Он прямо говорит, что древних баснописцев скорее надлежит причислить к простым моралистам, нежели к поэтам. «Но, сделавшись собственностию стихотворца, басня переменила и форму: что прежде было простою принадлежностию, – я говорю о действии, – то сделалось главным… Что же я от него требую? Чтобы он пленял мое воображение верным изображением лиц; чтобы он своим рассказом принудил меня принимать в них живое участие; чтобы овладел и вниманием моим и чувством, заставляя их действовать согласно с моральными свойствами, им данными; чтобы волшебством поэзии увлек меня вместе с собою в тот мысленный мир, который создан его воображением, и сделал на время, так сказать, согражданином его обитателей…». Если перевести эти поэтические сравнения на простой язык, то будет совершенно ясно одно: что действие в баснях должно овладеть чувством и вниманием, что автор должен принудить читателя принимать живое участие в резвости и в горестях стрекозы и в гибели и в величии волка. "Из всего сказанного выше следует, что басня… может быть естественно: или прозаическая, в которой вымысел без всяких украшений, ограниченный одним только простым рассказом, служит только прозрачным покровом нравственной истины; или стихотворная, в которой вымысел украшен всеми богатствами поэзии, в которой главный предмет стихотворца, запечатлевая в уме нравственную истину, нравиться воображению и трогать чувство" (54, с. 510).

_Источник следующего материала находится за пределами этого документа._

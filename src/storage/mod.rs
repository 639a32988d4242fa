//! Persistence backend for snapshots and custom search sets.
//!
//! [`ProjectStorage`] is the seam; [`InMemoryProjectStorage`] backs tests and
//! offline use, and `HttpProjectStorage` (feature `http`) talks to the
//! `/api/db` endpoints.

#[cfg(feature = "http")]
mod http;
mod in_memory;

use async_trait::async_trait;
use serde::{Deserialize, Serialize};

use crate::error::TransportError;
use crate::image::TrainingImageRecord;
use crate::snapshot::{CustomSearchSet, ProjectSnapshot, PublishInfo};

#[cfg(feature = "http")]
pub use http::HttpProjectStorage;
pub use in_memory::InMemoryProjectStorage;

/// Number of highest-weighted positive images shown per project summary.
pub const SUMMARY_TOP_IMAGES: usize = 3;

/// Arguments for [`ProjectStorage::copy_snapshot_to_new_project`].
#[derive(Debug, Clone, PartialEq, Eq, Serialize, Deserialize)]
#[serde(rename_all = "camelCase")]
pub struct CopySnapshot {
    pub src_snapshot_id: String,
    pub dst_project_id: String,
    pub dst_snapshot_id: String,
    pub dst_name: String,
}

/// One row of the user's project list.
#[derive(Debug, Clone, PartialEq, Eq, Serialize, Deserialize)]
#[serde(rename_all = "camelCase")]
pub struct ProjectSummary {
    pub id: String,
    pub latest_snapshot: SnapshotSummary,
}

#[derive(Debug, Clone, PartialEq, Eq, Serialize, Deserialize)]
#[serde(rename_all = "camelCase")]
pub struct SnapshotSummary {
    pub id: String,
    pub date: i64,
    #[serde(default)]
    pub name: Option<String>,
    #[serde(default)]
    pub creator_name: Option<String>,
    #[serde(default)]
    pub publish_info: PublishInfo,
    #[serde(default)]
    pub top_images: Vec<TrainingImageRecord>,
}

impl SnapshotSummary {
    pub(crate) fn of(snapshot: &ProjectSnapshot) -> Self {
        let mut top_images = snapshot.positive_set.images.clone();
        // stable: equal weights keep set order
        top_images.sort_by(|a, b| b.weight.cmp(&a.weight));
        top_images.truncate(SUMMARY_TOP_IMAGES);
        SnapshotSummary {
            id: snapshot.snapshot_id.clone(),
            date: snapshot.date,
            name: snapshot.name.clone(),
            creator_name: snapshot.creator_name.clone(),
            publish_info: snapshot.publish_info.clone(),
            top_images,
        }
    }
}

/// Snapshot and search set persistence.
///
/// Deletes are soft: records are flagged, not erased.
#[async_trait]
pub trait ProjectStorage: Send + Sync {
    async fn get_snapshot(&self, snapshot_id: &str) -> Result<ProjectSnapshot, TransportError>;

    /// Create or overwrite the snapshot stored under `snapshot_id`.
    async fn set_snapshot(
        &self,
        project_id: &str,
        snapshot_id: &str,
        content: &ProjectSnapshot,
    ) -> Result<(), TransportError>;

    async fn delete_snapshot(&self, snapshot_id: &str) -> Result<(), TransportError>;

    /// Every snapshot of the project that `snapshot_id` belongs to, newest
    /// first. Soft-deleted snapshots are included.
    async fn list_snapshots_for_project(
        &self,
        snapshot_id: &str,
    ) -> Result<Vec<ProjectSnapshot>, TransportError>;

    async fn get_user_projects_summary(&self) -> Result<Vec<ProjectSummary>, TransportError>;

    /// Search sets that have not been deleted.
    async fn get_search_sets(&self) -> Result<Vec<CustomSearchSet>, TransportError>;

    async fn get_search_set(&self, search_set_id: &str) -> Result<CustomSearchSet, TransportError>;

    async fn set_search_set(
        &self,
        search_set_id: &str,
        content: &CustomSearchSet,
    ) -> Result<(), TransportError>;

    async fn delete_search_set(&self, search_set_id: &str) -> Result<(), TransportError>;

    async fn copy_snapshot_to_new_project(&self, copy: &CopySnapshot)
        -> Result<(), TransportError>;
}
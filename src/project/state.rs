use crate::error::DecodeError;
use crate::ids::{generate_project_id, generate_snapshot_id};
use crate::snapshot::{
    ModelLayer, NeuralLens, ProjectSnapshot, PublishInfo, SearchSet, SnapshotList,
};
use crate::training_set::{SetKind, TrainingImageSet};

/// Everything a project holds in memory. No I/O happens here.
#[derive(Debug, Clone)]
pub(crate) struct ProjectState {
    pub project_id: String,
    /// Id the next save is written under.
    pub snapshot_id: String,
    pub positive_set: TrainingImageSet,
    pub negative_set: TrainingImageSet,
    pub neural_lens: Option<NeuralLens>,
    pub neural_lens_error: Option<String>,
    pub is_learning: bool,
    pub revision_number: u64,
    pub creator_name: Option<String>,
    pub publish_info: PublishInfo,
    pub published_snapshot_id: Option<String>,
    pub name: Option<String>,
    pub model_layer: ModelLayer,
    pub search_set: SearchSet,
    pub snapshots: SnapshotList,
    pub save_needed: bool,
}

impl ProjectState {
    pub fn new() -> Self {
        ProjectState {
            project_id: generate_project_id(),
            snapshot_id: generate_snapshot_id(),
            positive_set: TrainingImageSet::new(SetKind::Positive),
            negative_set: TrainingImageSet::new(SetKind::Negative),
            neural_lens: None,
            neural_lens_error: None,
            is_learning: false,
            revision_number: 0,
            creator_name: Some("you".to_string()),
            publish_info: PublishInfo::default(),
            published_snapshot_id: None,
            name: None,
            model_layer: ModelLayer::default(),
            search_set: SearchSet::default(),
            snapshots: SnapshotList::new(),
            save_needed: false,
        }
    }

    pub fn from_snapshot(
        snapshot: &ProjectSnapshot,
        snapshots: SnapshotList,
        published_snapshot_id: Option<String>,
    ) -> Result<Self, DecodeError> {
        snapshot.validate()?;
        Ok(ProjectState {
            project_id: snapshot.project_id.clone(),
            snapshot_id: snapshot.snapshot_id.clone(),
            positive_set: TrainingImageSet::from_record(SetKind::Positive, &snapshot.positive_set)?,
            negative_set: TrainingImageSet::from_record(SetKind::Negative, &snapshot.negative_set)?,
            neural_lens: snapshot.neural_lens.clone(),
            neural_lens_error: None,
            is_learning: false,
            revision_number: snapshot.revision_number,
            creator_name: snapshot.creator_name.clone(),
            publish_info: snapshot.publish_info.clone(),
            published_snapshot_id,
            name: snapshot.name.clone(),
            model_layer: snapshot.model_layer,
            search_set: snapshot.search_set.clone(),
            snapshots,
            save_needed: false,
        })
    }

    pub fn to_snapshot(&self, date: i64) -> ProjectSnapshot {
        ProjectSnapshot {
            project_id: self.project_id.clone(),
            snapshot_id: self.snapshot_id.clone(),
            positive_set: self.positive_set.record(),
            negative_set: self.negative_set.record(),
            search_set: self.search_set.clone(),
            model_layer: self.model_layer,
            neural_lens: self.neural_lens.clone(),
            revision_number: self.revision_number,
            name: self.name.clone(),
            creator_name: self.creator_name.clone(),
            date,
            publish_info: self.publish_info.clone(),
        }
    }

    pub fn set(&self, kind: SetKind) -> &TrainingImageSet {
        match kind {
            SetKind::Positive => &self.positive_set,
            SetKind::Negative => &self.negative_set,
        }
    }

    pub fn set_mut(&mut self, kind: SetKind) -> &mut TrainingImageSet {
        match kind {
            SetKind::Positive => &mut self.positive_set,
            SetKind::Negative => &mut self.negative_set,
        }
    }

    /// Whether the attached lens was learnt from the snapshot about to be
    /// written.
    pub fn lens_is_current(&self) -> bool {
        self.neural_lens
            .as_ref()
            .is_some_and(|lens| lens.is_learnt_from(&self.snapshot_id))
    }

    /// Serialize the dirty state and record it in the local snapshot list.
    ///
    /// Returns the snapshot to enqueue, or `None` when nothing changed.
    pub fn take_pending_save(&mut self, date: i64) -> Option<ProjectSnapshot> {
        if !self.save_needed {
            return None;
        }
        let snapshot = self.to_snapshot(date);
        self.snapshots.upsert(snapshot.clone());
        self.save_needed = false;
        Some(snapshot)
    }

    /// Called before any change that invalidates the current lens.
    ///
    /// When the lens belongs to the current snapshot, the pending save (if
    /// any) is taken first and a new snapshot id is minted so the edits form
    /// a new version. Returns the save to enqueue.
    pub fn training_data_will_change(&mut self, date: i64) -> Option<ProjectSnapshot> {
        if !self.lens_is_current() {
            return None;
        }
        let pending = self.take_pending_save(date);
        self.revision_number += 1;
        self.snapshot_id = generate_snapshot_id();
        pending
    }

    /// Positive set non-empty and fully uploaded.
    pub fn can_learn_lens(&self) -> bool {
        !self.positive_set.is_empty()
            && self.positive_set.uploaded_count() == self.positive_set.len()
    }
}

Таким образом, разделение на прозаическую и поэтическую басню становится как будто очевидной для всех истиной, и законы, приложимые к басне прозаической, оказываются совершенно противоположны тем, которым подчинена поэтическая басня. Жуковский дальше говорит, что поэт должен «рассказывать языком стихотворным, то есть украшая без всякой натяжки простой рассказ выражениями высокими, поэтическими вымыслами, картинами и разнообразя его смелыми оборотами». Он прекрасно говорит: «Найдите в басне „Ястреба и Голуби“… описание сражения; читая его, можете вообразить, что дело идет о римлянах и германцах: так много в нем поэзии; но тон стихотворца нимало не покажется вам неприличным его предмету. Отчего это? Оттого, что он воображением присутствует при том происшествии, которое описывает, первый уверен в его важности; не мыслит вас обманывать, но сам обманут». Задача поэтического стиля в применении к басне обрисовывается здесь совершенно ясно. Мы видим, что описание басенное вызывает у нас такое же чувство, когда мы читаем о сражении ястребов и голубей, как если бы перед нами было сражение германцев и римлян. Басня вызывает важное и сильное чувство, и на это направлены все поэтические средства писателя. «Читатель точно присутствует мысленно при том действии, которое описывает стихотворец» (54, с. 512).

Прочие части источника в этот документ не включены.